数据库操作的代码如下，为了避免爬取重复数据，我们将url字段设置成唯一性索引，在插入时用ON DUPLICATE KEY UPDATE

import pymysql
import scrapy

class DBTableItem(object):
    # 数据库表对象
    def __init__(self, url, title, description, author):
        self.title = title  
        self.author = author
        self.url = url
        self.description = description
        self.category = ""
        
#操作mysql的类
class Mysql(scrapy.Spider):
    def __init__(self):
        self.connect = pymysql.Connect(
            host='192.168.1.109',  # mysql的主机ip
            port=3306,  # 端口
            user='root',  # 用户名
            passwd='qwertyuiop',  # 数据库密码
            db='myspider',  # 数据库名
            charset='utf8mb4',  # 字符集
        )
        self.cursor = self.connect.cursor()

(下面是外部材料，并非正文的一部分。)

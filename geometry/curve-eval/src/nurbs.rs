//! Non-uniform rational B-spline (NURBS) constructors.
//!
//! NURBS extend B-splines by adding weights to control points, which allows
//! exact representation of conic sections. A NURBS curve is defined as:
//!
//! ```text
//! C(u) = Σ N_i,p(u) * w_i * P_i / Σ N_i,p(u) * w_i
//! ```
//!
//! [`BSplineCurve`] stores the weighted points `(w·P_i, w_i)` directly;
//! these constructors build that homogeneous form from Cartesian input.

use std::f64::consts::{FRAC_PI_2, TAU};

use crate::{BSplineCurve, CurveError, Point, Result};

impl BSplineCurve {
    /// Create a NURBS curve from Cartesian control points and weights.
    ///
    /// - Weight = 1.0: Standard B-spline behavior
    /// - Weight > 1.0: Curve is pulled toward the control point
    /// - Weight < 1.0: Curve is pushed away from the control point
    ///
    /// # Errors
    ///
    /// Returns [`CurveError::InvalidConfiguration`] if the counts differ or
    /// any weight is not positive and finite, plus everything
    /// [`BSplineCurve::rational`] rejects.
    ///
    /// # Example
    ///
    /// ```
    /// use curve_eval::{BSplineCurve, CurveEvaluator, point};
    ///
    /// let points = vec![point(&[0.0, 0.0]), point(&[1.0, 2.0]), point(&[2.0, 0.0])];
    /// let plain = BSplineCurve::new(points.clone(), vec![0.0, 0.0, 0.0, 1.0, 1.0, 1.0]).unwrap();
    /// let heavy = BSplineCurve::from_weighted(points, vec![1.0, 4.0, 1.0], vec![0.0, 0.0, 0.0, 1.0, 1.0, 1.0]).unwrap();
    ///
    /// // A heavier middle weight pulls the curve toward (1, 2)
    /// assert!(heavy.evaluate(0.5)[1] > plain.evaluate(0.5)[1]);
    /// ```
    pub fn from_weighted(points: Vec<Point>, weights: Vec<f64>, knots: Vec<f64>) -> Result<Self> {
        if weights.len() != points.len() {
            return Err(CurveError::invalid_configuration(format!(
                "control points ({}) and weights ({}) must have same length",
                points.len(),
                weights.len()
            )));
        }

        if let Some(i) = weights.iter().position(|w| !(w.is_finite() && *w > 0.0)) {
            return Err(CurveError::invalid_configuration(format!(
                "weight {} at index {i} must be positive",
                weights[i]
            )));
        }

        let homogeneous = points
            .iter()
            .zip(&weights)
            .map(|(p, &w)| (p * w).push(w))
            .collect();

        Self::rational(homogeneous, knots)
    }

    /// Create an exact 2D circular arc centered at the origin.
    ///
    /// The arc runs from `start_angle` to `end_angle` (radians, positive is
    /// counter-clockwise) over the domain `[0, 1]`. It is split into
    /// quadratic pieces of at most 90° each. A sweep of `±2π` gives the full
    /// circle.
    ///
    /// # Errors
    ///
    /// Returns [`CurveError::InvalidConfiguration`] if the radius is not
    /// positive, the angles are equal, or the sweep exceeds a full turn.
    ///
    /// # Example
    ///
    /// ```
    /// use curve_eval::{BSplineCurve, CurveEvaluator};
    /// use std::f64::consts::PI;
    ///
    /// let arc = BSplineCurve::circular_arc(1.0, 0.0, PI).unwrap();
    ///
    /// // Points on the arc are exactly on the circle
    /// let mid = arc.evaluate(0.5);
    /// assert!(mid[0].abs() < 1e-10);
    /// assert!((mid[1] - 1.0).abs() < 1e-10);
    /// ```
    pub fn circular_arc(radius: f64, start_angle: f64, end_angle: f64) -> Result<Self> {
        if !(radius.is_finite() && radius > 0.0) {
            return Err(CurveError::invalid_configuration(format!(
                "radius must be positive, got {radius}"
            )));
        }

        let sweep = end_angle - start_angle;
        if !sweep.is_finite() || sweep.abs() < 1e-10 {
            return Err(CurveError::invalid_configuration(
                "start and end angles are equal",
            ));
        }
        if sweep.abs() > TAU + 1e-12 {
            return Err(CurveError::invalid_configuration(format!(
                "sweep {sweep} exceeds a full turn"
            )));
        }

        // At most 90° per piece keeps the middle weight well above zero
        #[allow(clippy::cast_possible_truncation, clippy::cast_sign_loss)]
        let num_arcs = ((sweep.abs() / FRAC_PI_2 - 1e-9).ceil() as usize).max(1);
        let arc_angle = sweep / num_arcs as f64;

        // Weight for the middle control points
        let w1 = (arc_angle / 2.0).cos();
        let on_circle = |angle: f64, r: f64| Point::from_column_slice(&[angle.cos() * r, angle.sin() * r]);

        let mut points = Vec::with_capacity(2 * num_arcs + 1);
        let mut weights = Vec::with_capacity(2 * num_arcs + 1);
        points.push(on_circle(start_angle, radius));
        weights.push(1.0);

        for i in 0..num_arcs {
            let a0 = start_angle + arc_angle * i as f64;
            // Middle control point (intersection of tangent lines)
            points.push(on_circle(a0 + arc_angle / 2.0, radius / w1));
            weights.push(w1);
            points.push(on_circle(a0 + arc_angle, radius));
            weights.push(1.0);
        }

        // Clamped quadratic, interior knots doubled at each piece boundary
        let mut knots = vec![0.0; 3];
        for i in 1..num_arcs {
            let u = i as f64 / num_arcs as f64;
            knots.push(u);
            knots.push(u);
        }
        knots.extend([1.0; 3]);

        Self::from_weighted(points, weights, knots)
    }
}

    def add2cnblogs(self, item_list):
        for data in item_list:
            # sql语句 表名为cnblogs ，注意%s的这种占位符操作，这里用到了
            sql = "insert into cnblogs (title, author, url, description) values (%s,%s,%s,%s) ON DUPLICATE KEY UPDATE title=%s, author=%s, url=%s, description=%s"
            # 参数化方式传参，8个%s就要有8个参数与之对应
            row_count = self.cursor.execute(sql, [data.title, data.author, data.url, data.description, data.title, data.author, data.url, data.description])
        # 统一提交
        self.connect.commit()

    def end(self):
        self.cursor.close()
        self.connect.close()